Following the establishment of the UC San Diego School of Medicine (SOM), experiments at the Laboratory were performed under the aegis of Eugene Braunwald, MD, the Founding Chair of the Department of Medicine.  Studies during his tenure, executed in collaboration with Mr. Franklin, explored cardiovascular physiologic control mechanisms and drug effects in conscious dogs as revealed by telemetered signals from chronically implanted instruments.  After Dr. Braunwald's departure from UC San Diego in 1972, the Laboratory became the primary research facility for John Ross, Jr., MD, the first Chief of the Division of Cardiology in the SOM.  While directing the Laboratory, Dr. Ross focused primarily on the pathophysiology of myocardial ischemia. Particularly notable were his experiments demonstrating that coronary artery reperfusion after prolonged coronary occlusion can salvage myocardium and result in partial, late recovery of myocardial contraction.  Dr. Ross also described the setting of "perfusion-contraction matching" in the ischemic myocardium.  He showed experimentally that induced development of regional ischemia (by exercise, pacing, and pharmacologic stimulation), in the presence of a narrowed coronary artery, causes regional myocardial contractile dysfunction and can be used to identify the degree of ischemia during and after stress that increases myocardial oxygen consumption (a technique now widely used in man). 

Dr. Ross attracted talented researcher fellows from both national and international sources. He trained physiologists and physicians from the USA (Kim Gallagher, Brian Guth, Howard Rockman, and others), from Europe (Bertrand Crozatier, Otto Hess, Gerd Heusch, Ciro Indolfi, Rainer Schulz, Eric Thaulow and others) and from Asia (Shigetake Sasayama, Masunori Matsuzaki, Shunichi Miyazaki, Byung-Hee Oh and others). Their fellowship time at the Seaweed Laboratory led to highly successful careers in academic medicine and the pharmaceutical industry in the United States, Japan, and Western Europe.
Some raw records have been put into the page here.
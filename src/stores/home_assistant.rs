//! Home Assistant REST client.
//!
//! Calls `POST {base_url}/api/services/{domain}/{service}` with a long-lived
//! access token. When no instance is configured every call fails with an
//! upstream error, which the dispatcher reports back to the model.

use std::time::Duration;

use async_trait::async_trait;
use reqwest::Client as HttpClient;
use serde::{Deserialize, Serialize};
use serde_json::{json, Map, Value};

use super::{HomeAutomation, StoreError};

const SERVICE: &str = "home_assistant";

/// A single service invocation.
#[derive(Debug, Clone, PartialEq, Serialize, Deserialize)]
pub struct ServiceCall {
    pub domain: String,
    pub service: String,
    #[serde(default)]
    pub entity_id: Option<String>,
    #[serde(default)]
    pub data: Option<Map<String, Value>>,
}

impl ServiceCall {
    /// `domain.service`, as Home Assistant names it.
    pub fn qualified_name(&self) -> String {
        format!("{}.{}", self.domain, self.service)
    }

    /// Request body: service data with `entity_id` merged in.
    fn payload(&self) -> Value {
        let mut body = self.data.clone().unwrap_or_default();
        if let Some(ref entity) = self.entity_id {
            body.insert("entity_id".into(), Value::String(entity.clone()));
        }
        Value::Object(body)
    }
}

/// Connection details for one Home Assistant instance.
#[derive(Debug, Clone)]
struct Endpoint {
    base_url: String,
    token: String,
}

pub struct HomeAssistantClient {
    http: HttpClient,
    endpoint: Option<Endpoint>,
}

impl HomeAssistantClient {
    pub fn new(base_url: &str, token: &str, timeout: Duration) -> Result<Self, StoreError> {
        let http = HttpClient::builder()
            .timeout(timeout)
            .build()
            .map_err(|e| StoreError::Upstream {
                service: SERVICE.into(),
                reason: format!("failed to build HTTP client: {e}"),
            })?;

        Ok(Self {
            http,
            endpoint: Some(Endpoint {
                base_url: base_url.trim_end_matches('/').to_string(),
                token: token.to_string(),
            }),
        })
    }

    /// A client with no instance behind it.
    pub fn unconfigured() -> Self {
        Self {
            http: HttpClient::new(),
            endpoint: None,
        }
    }

    pub fn is_configured(&self) -> bool {
        self.endpoint.is_some()
    }
}

#[async_trait]
impl HomeAutomation for HomeAssistantClient {
    async fn call_service(&self, call: ServiceCall) -> Result<Value, StoreError> {
        let endpoint = self.endpoint.as_ref().ok_or_else(|| StoreError::Upstream {
            service: SERVICE.into(),
            reason: "no Home Assistant instance is configured".into(),
        })?;

        let url = format!(
            "{}/api/services/{}/{}",
            endpoint.base_url, call.domain, call.service
        );

        tracing::info!(
            service = %call.qualified_name(),
            entity_id = call.entity_id.as_deref().unwrap_or(""),
            "calling Home Assistant service"
        );

        let response = self
            .http
            .post(&url)
            .bearer_auth(&endpoint.token)
            .json(&call.payload())
            .send()
            .await
            .map_err(|e| StoreError::Upstream {
                service: SERVICE.into(),
                reason: e.to_string(),
            })?;

        let status = response.status();
        if !status.is_success() {
            let body = response.text().await.unwrap_or_default();
            return Err(StoreError::Upstream {
                service: SERVICE.into(),
                reason: format!("HTTP {}: {body}", status.as_u16()),
            });
        }

        // The body lists the entity states the call changed.
        let changed: Vec<Value> = response.json().await.unwrap_or_default();

        Ok(json!({
            "ok": true,
            "called": call.qualified_name(),
            "entity_id": call.entity_id,
            "changed_states": changed.len(),
        }))
    }
}

// ─── Tests ──────────────────────────────────────────────────────────────────

#[cfg(test)]
mod tests {
    use super::*;

    fn light_on() -> ServiceCall {
        ServiceCall {
            domain: "light".into(),
            service: "turn_on".into(),
            entity_id: Some("light.kitchen".into()),
            data: Some(
                json!({"brightness": 200})
                    .as_object()
                    .cloned()
                    .unwrap(),
            ),
        }
    }

    #[test]
    fn test_payload_merges_entity_id() {
        let payload = light_on().payload();
        assert_eq!(payload["entity_id"], "light.kitchen");
        assert_eq!(payload["brightness"], 200);
    }

    #[test]
    fn test_payload_without_data() {
        let call = ServiceCall {
            domain: "scene".into(),
            service: "turn_on".into(),
            entity_id: None,
            data: None,
        };
        assert_eq!(call.payload(), json!({}));
        assert_eq!(call.qualified_name(), "scene.turn_on");
    }

    #[tokio::test]
    async fn test_unconfigured_client_is_upstream_error() {
        let client = HomeAssistantClient::unconfigured();
        assert!(!client.is_configured());
        let err = client.call_service(light_on()).await.unwrap_err();
        assert!(matches!(err, StoreError::Upstream { .. }));
    }

    #[tokio::test]
    async fn test_unreachable_instance_is_upstream_error() {
        let client =
            HomeAssistantClient::new("http://127.0.0.1:1/", "token", Duration::from_secs(2))
                .unwrap();
        let err = client.call_service(light_on()).await.unwrap_err();
        assert!(matches!(err, StoreError::Upstream { .. }));
    }
}
//! Vocabulary Normalizer: human status words to canonical store statuses.
//!
//! Matching is case-insensitive and exact after trimming. There is no fuzzy
//! matching: a word that is not in the table is a validation error, reported
//! to the model with the word and the resource kind.

use std::collections::{BTreeMap, HashMap};

use serde_json::json;

use crate::stores::{CanonicalStatus, GroceryStatus, ResourceKind, TaskStatus};

use super::errors::{AgentError, ToolError};

// ─── Defaults ───────────────────────────────────────────────────────────────

const GROCERY_WORDS: &[(&str, GroceryStatus)] = &[
    ("needed", GroceryStatus::NotPurchased),
    ("added", GroceryStatus::NotPurchased),
    ("in cart", GroceryStatus::NotPurchased),
    ("in_cart", GroceryStatus::NotPurchased),
    ("not purchased", GroceryStatus::NotPurchased),
    ("not_purchased", GroceryStatus::NotPurchased),
    ("ordered", GroceryStatus::Purchased),
    ("purchased", GroceryStatus::Purchased),
];

const TASK_WORDS: &[(&str, TaskStatus)] = &[
    ("not started", TaskStatus::Todo),
    ("todo", TaskStatus::Todo),
    ("in progress", TaskStatus::InProgress),
    ("in_progress", TaskStatus::InProgress),
    ("done", TaskStatus::Done),
    ("completed", TaskStatus::Done),
    ("archived", TaskStatus::Archived),
];

// ─── Vocabulary ─────────────────────────────────────────────────────────────

/// Per-kind status word tables. Read-only once built.
#[derive(Debug, Clone)]
pub struct Vocabulary {
    grocery: HashMap<String, GroceryStatus>,
    task: HashMap<String, TaskStatus>,
}

impl Default for Vocabulary {
    fn default() -> Self {
        Self {
            grocery: GROCERY_WORDS
                .iter()
                .map(|(word, status)| (word.to_string(), *status))
                .collect(),
            task: TASK_WORDS
                .iter()
                .map(|(word, status)| (word.to_string(), *status))
                .collect(),
        }
    }
}

impl Vocabulary {
    /// Default tables extended with `word -> canonical value` overrides.
    ///
    /// Canonical values must name an existing status (`purchased`,
    /// `in_progress`, …); anything else fails at load time.
    pub fn with_overrides(
        grocery: &BTreeMap<String, String>,
        task: &BTreeMap<String, String>,
    ) -> Result<Self, AgentError> {
        let mut vocab = Self::default();

        for (word, canonical) in grocery {
            let status = canonical.parse::<GroceryStatus>().map_err(|e| AgentError::Config {
                reason: format!("vocabulary.grocery '{word}': {e}"),
            })?;
            vocab.grocery.insert(fold(word), status);
        }
        for (word, canonical) in task {
            let status = canonical.parse::<TaskStatus>().map_err(|e| AgentError::Config {
                reason: format!("vocabulary.task '{word}': {e}"),
            })?;
            vocab.task.insert(fold(word), status);
        }

        Ok(vocab)
    }

    /// Map a status word to the canonical status of `kind`.
    pub fn normalize(&self, kind: ResourceKind, token: &str) -> Result<CanonicalStatus, ToolError> {
        let key = fold(token);
        let status = match kind {
            ResourceKind::Grocery => self.grocery.get(&key).copied().map(CanonicalStatus::Grocery),
            ResourceKind::Task => self.task.get(&key).copied().map(CanonicalStatus::Task),
            ResourceKind::CalendarEvent => None,
        };

        status.ok_or_else(|| {
            ToolError::validation(format!("'{}' is not a recognised {kind} status", token.trim()))
                .with_details(json!({
                    "token": token,
                    "resource_kind": kind,
                    "accepted": self.words(kind),
                }))
        })
    }

    /// Accepted words for `kind`, sorted.
    pub fn words(&self, kind: ResourceKind) -> Vec<&str> {
        let mut words: Vec<&str> = match kind {
            ResourceKind::Grocery => self.grocery.keys().map(String::as_str).collect(),
            ResourceKind::Task => self.task.keys().map(String::as_str).collect(),
            ResourceKind::CalendarEvent => Vec::new(),
        };
        words.sort_unstable();
        words
    }
}

fn fold(word: &str) -> String {
    word.trim().to_lowercase()
}

// ─── Tests ──────────────────────────────────────────────────────────────────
In the early 1980s, foreseeing the emerging importance of molecular biology in exploring human disease, Dr. Ross established the section of Molecular Cardiology within his Division and began investigating the molecular basis of cardiac disease. He conducted some of the first studies using viral vectors for gene transfer and also stimulated the development of further miniaturized techniques for hemodynamic assessment of transgenic mice.

Also, in the early 1980s, Dr. Kirk Peterson, then Chief of Clinical Cardiology at the UCSD Medical Center, began to execute experimental studies on mitral regurgitation. He also brought to the Laboratory his interest in digital processing of hemodynamic, ultrasonic, and angiographic data.  The latter was acquired in a refurbished angiographic facility donated to Dr. Peterson, and his collaborators by General Electric, Inc. In 1988, Dr. Peterson assumed the position of Associate Director of the Laboratory.
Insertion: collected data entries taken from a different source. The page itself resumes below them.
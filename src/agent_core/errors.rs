//! Agent Core error types.
//!
//! `AgentError` covers request-level failures. `ToolError` is the structured
//! failure of a single tool call; it is reported back to the model as data
//! and never aborts the conversation on its own.

use std::fmt;

use serde::{Deserialize, Serialize};
use serde_json::{json, Value};
use thiserror::Error;

use crate::stores::StoreError;

/// Errors that can occur during agent core operations.
#[derive(Debug, Error)]
pub enum AgentError {
    /// Client-supplied history breaks the conversation invariants.
    #[error("invalid history: {reason}")]
    InvalidHistory { reason: String },

    /// The same tool name was registered twice.
    #[error("tool '{name}' is already registered")]
    DuplicateTool { name: String },

    /// Vocabulary or registry configuration is unusable.
    #[error("configuration error: {reason}")]
    Config { reason: String },
}

// ─── Tool Errors ────────────────────────────────────────────────────────────

/// Classification of a failed tool call.
#[derive(Debug, Clone, Copy, PartialEq, Eq, Serialize, Deserialize)]
#[serde(rename_all = "snake_case")]
pub enum ToolErrorKind {
    /// Malformed or unmappable arguments.
    ValidationError,
    /// Ordinal out of range, or canonical id absent.
    NotFound,
    /// Store or third-party failure.
    UpstreamError,
    /// Unexpected failure; ends the request.
    InternalError,
    /// Tool name not registered.
    UnknownTool,
}

impl ToolErrorKind {
    pub fn as_str(&self) -> &'static str {
        match self {
            ToolErrorKind::ValidationError => "validation_error",
            ToolErrorKind::NotFound => "not_found",
            ToolErrorKind::UpstreamError => "upstream_error",
            ToolErrorKind::InternalError => "internal_error",
            ToolErrorKind::UnknownTool => "unknown_tool",
        }
    }
}

impl fmt::Display for ToolErrorKind {
    fn fmt(&self, f: &mut fmt::Formatter<'_>) -> fmt::Result {
        f.write_str(self.as_str())
    }
}

/// A failed tool call: kind, a message for the model, and structured details.
#[derive(Debug, Clone, PartialEq, Error)]
#[error("{kind}: {message}")]
pub struct ToolError {
    pub kind: ToolErrorKind,
    pub message: String,
    pub details: Value,
}

impl ToolError {
    pub fn new(kind: ToolErrorKind, message: impl Into<String>) -> Self {
        Self {
            kind,
            message: message.into(),
            details: Value::Null,
        }
    }

    pub fn validation(message: impl Into<String>) -> Self {
        Self::new(ToolErrorKind::ValidationError, message)
    }

    pub fn not_found(message: impl Into<String>) -> Self {
        Self::new(ToolErrorKind::NotFound, message)
    }

    pub fn upstream(message: impl Into<String>) -> Self {
        Self::new(ToolErrorKind::UpstreamError, message)
    }

    pub fn internal(message: impl Into<String>) -> Self {
        Self::new(ToolErrorKind::InternalError, message)
    }

    pub fn unknown_tool(name: &str) -> Self {
        Self::new(ToolErrorKind::UnknownTool, format!("unknown tool '{name}'"))
            .with_details(json!({ "name": name }))
    }

    pub fn with_details(mut self, details: Value) -> Self {
        self.details = details;
        self
    }
}

impl From<StoreError> for ToolError {
    fn from(e: StoreError) -> Self {
        match e {
            StoreError::NotFound { kind, ref id } => ToolError::not_found(e.to_string())
                .with_details(json!({ "resource_kind": kind, "id": id })),
            StoreError::Upstream { ref service, .. } => {
                ToolError::upstream(e.to_string()).with_details(json!({ "service": service }))
            }
            StoreError::Database { .. } | StoreError::InvalidData { .. } => {
                ToolError::upstream(e.to_string())
            }
        }
    }
}

// ─── Emitter Errors ─────────────────────────────────────────────────────────

/// Why an event could not be written to the client stream.
#[derive(Debug, Clone, Copy, PartialEq, Eq, Error)]
pub enum EmitError {
    /// The client went away.
    #[error("client disconnected")]
    Disconnected,

    /// A `done` or `error` event was already sent.
    #[error("stream already terminated")]
    Terminated,
}
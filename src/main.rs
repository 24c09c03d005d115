use pai_orchestrator::{config, init_tracing, server};

#[tokio::main]
async fn main() -> anyhow::Result<()> {
    let (config, path) = config::load_or_default()?;
    init_tracing(&config.logging);

    match path {
        Some(ref path) => tracing::info!(config = %path.display(), "configuration loaded"),
        None => tracing::info!("no {} found, using defaults", config::CONFIG_FILE_NAME),
    }

    server::run(config).await
}
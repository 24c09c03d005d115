//! Agent Core: tool-calling conversation orchestration.
//!
//! Submodules:
//! - `registry`: Operation registry, argument schemas and typed handlers
//! - `operations`: The grocery, task, calendar and Home Assistant tools
//! - `resolver`: Ordinal / canonical-id resource references
//! - `vocabulary`: Human status words to canonical statuses
//! - `tool_router`: Dispatches one tool call to its handler
//! - `conversation`: Request-scoped message history and its invariants
//! - `driver`: The model ⇄ tools turn loop
//! - `emitter`: Ordered client events with a single terminal event
//! - `types`: Shared types across the agent core
//! - `errors`: Agent-level error types

pub mod conversation;
pub mod driver;
pub mod emitter;
pub mod errors;
pub mod operations;
pub mod registry;
pub mod resolver;
pub mod tool_router;
pub mod types;
pub mod vocabulary;

#[cfg(test)]
pub(crate) mod test_support;

// Re-exports for convenience
pub use conversation::{validate_history, Conversation};
pub use driver::{ConversationDriver, DriverOutcome, DriverSettings, DriverState};
pub use emitter::StreamEmitter;
pub use errors::{AgentError, EmitError, ToolError, ToolErrorKind};
pub use operations::{default_registry, SYSTEM_PROMPT};
pub use registry::OperationRegistry;
pub use resolver::IdentifierResolver;
pub use tool_router::ToolRouter;
pub use types::{ChatMode, ChatRequest, Message, StreamEvent, ToolResult, ToolState};
pub use vocabulary::Vocabulary;
pub mod agent_core;
pub mod config;
pub mod inference;
pub mod server;
pub mod stores;

use config::{LogFormat, LoggingConfig};

/// Platform data directory for the default database.
///
/// Falls back to `~/.pai/` when the platform directory can't be resolved.
pub(crate) fn data_dir() -> std::path::PathBuf {
    if let Some(dir) = dirs::data_dir() {
        return dir.join("pai-orchestrator");
    }
    dirs::home_dir()
        .unwrap_or_else(|| std::path::PathBuf::from("."))
        .join(".pai")
}

/// Install the global tracing subscriber and log the startup banner.
///
/// `RUST_LOG` overrides the default filter. Calling this twice is a no-op.
pub fn init_tracing(logging: &LoggingConfig) {
    use tracing_subscriber::fmt;
    use tracing_subscriber::EnvFilter;

    let filter = EnvFilter::try_from_default_env()
        .unwrap_or_else(|_| EnvFilter::new("pai_orchestrator=info,tower_http=info,warn"));

    let installed = match logging.format {
        LogFormat::Json => fmt()
            .json()
            .with_env_filter(filter)
            .with_target(true)
            .with_current_span(true)
            .try_init(),
        LogFormat::Pretty => fmt()
            .with_env_filter(filter)
            .with_target(true)
            .with_thread_ids(false)
            .try_init(),
    };
    if installed.is_err() {
        return;
    }

    tracing::info!(
        version = env!("CARGO_PKG_VERSION"),
        data_dir = %data_dir().display(),
        pid = std::process::id(),
        "=== pai-orchestrator starting ==="
    );
}
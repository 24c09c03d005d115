//! Identifier Resolver: turns "the 2nd task" into a canonical id.
//!
//! A reference is either a canonical UUID, returned as-is without touching
//! the store, or a 1-based ordinal into the creation-ordered listing of the
//! caller's scope, fetched fresh on every call.

use std::sync::Arc;

use serde_json::json;
use uuid::Uuid;

use crate::stores::{ResourceKind, ResourceListing, ScopeKey};

use super::errors::ToolError;

/// Whether `reference` is a canonical hyphenated UUID.
pub fn is_canonical_id(reference: &str) -> bool {
    reference.len() == 36 && Uuid::try_parse(reference).is_ok()
}

pub struct IdentifierResolver {
    listing: Arc<dyn ResourceListing>,
}

impl IdentifierResolver {
    pub fn new(listing: Arc<dyn ResourceListing>) -> Self {
        Self { listing }
    }

    /// Resolve `reference` to the canonical id of a `kind` resource in `scope`.
    pub async fn resolve(
        &self,
        kind: ResourceKind,
        reference: &str,
        scope: &ScopeKey,
    ) -> Result<String, ToolError> {
        let reference = reference.trim();

        if is_canonical_id(reference) {
            return Ok(reference.to_lowercase());
        }

        let Ok(ordinal) = reference.parse::<i64>() else {
            return Err(ToolError::validation(format!(
                "'{reference}' is neither a {kind} id nor a list position"
            ))
            .with_details(json!({ "reference": reference, "resource_kind": kind })));
        };

        let ids = self
            .listing
            .list_ordered_ids(kind, scope)
            .await
            .map_err(|e| ToolError::upstream(format!("could not list {kind} items: {e}")))?;

        let position = usize::try_from(ordinal).ok().filter(|n| *n >= 1 && *n <= ids.len());
        match position {
            Some(n) => {
                let id = ids[n - 1].clone();
                tracing::debug!(kind = %kind, ordinal, id = %id, "resolved ordinal reference");
                Ok(id)
            }
            None => Err(ToolError::not_found(format!(
                "there is no {kind} #{ordinal}; the list has {} item(s)",
                ids.len()
            ))
            .with_details(json!({
                "index": ordinal,
                "length": ids.len(),
                "resource_kind": kind,
            }))),
        }
    }
}

// ─── Tests ──────────────────────────────────────────────────────────────────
Following Dr. John Ross' retirement in 2005, Dr. Peterson assumed primary leadership of the Laboratory and expanded its role as a cardiovascular physiology core facility. With the Laboratory serving as a Core unit, a major 5-year N.I.H. Program Project Grant on molecular pathways for cardiac hypertrophy and cardiomyopathy was awarded to the Cardiology Division of the Department of Medicine. Collaborative studies were also undertaken with other biomedical research institutions on the La Jolla Mesa, including the Salk Institute, Scripps Research Institute, and Sanford-Burnham Biomedical Research Institute. In most instances, the Laboratory carried out physiologic studies aimed at characterizing a cardiovascular physiologic phenotype associated with an induced genomic mutation.  Others were directed at describing the potential mitigating effects of new therapeutic interventions on models of human disease, e.g., the ischemic-reperfusion injury seen with acute myocardial infarction.  The development of new approaches, using 3D reconstructed murine magnetic resonance imaging to quantitate regional myocardial ischemia, has also been a significant focus of activity over the past years.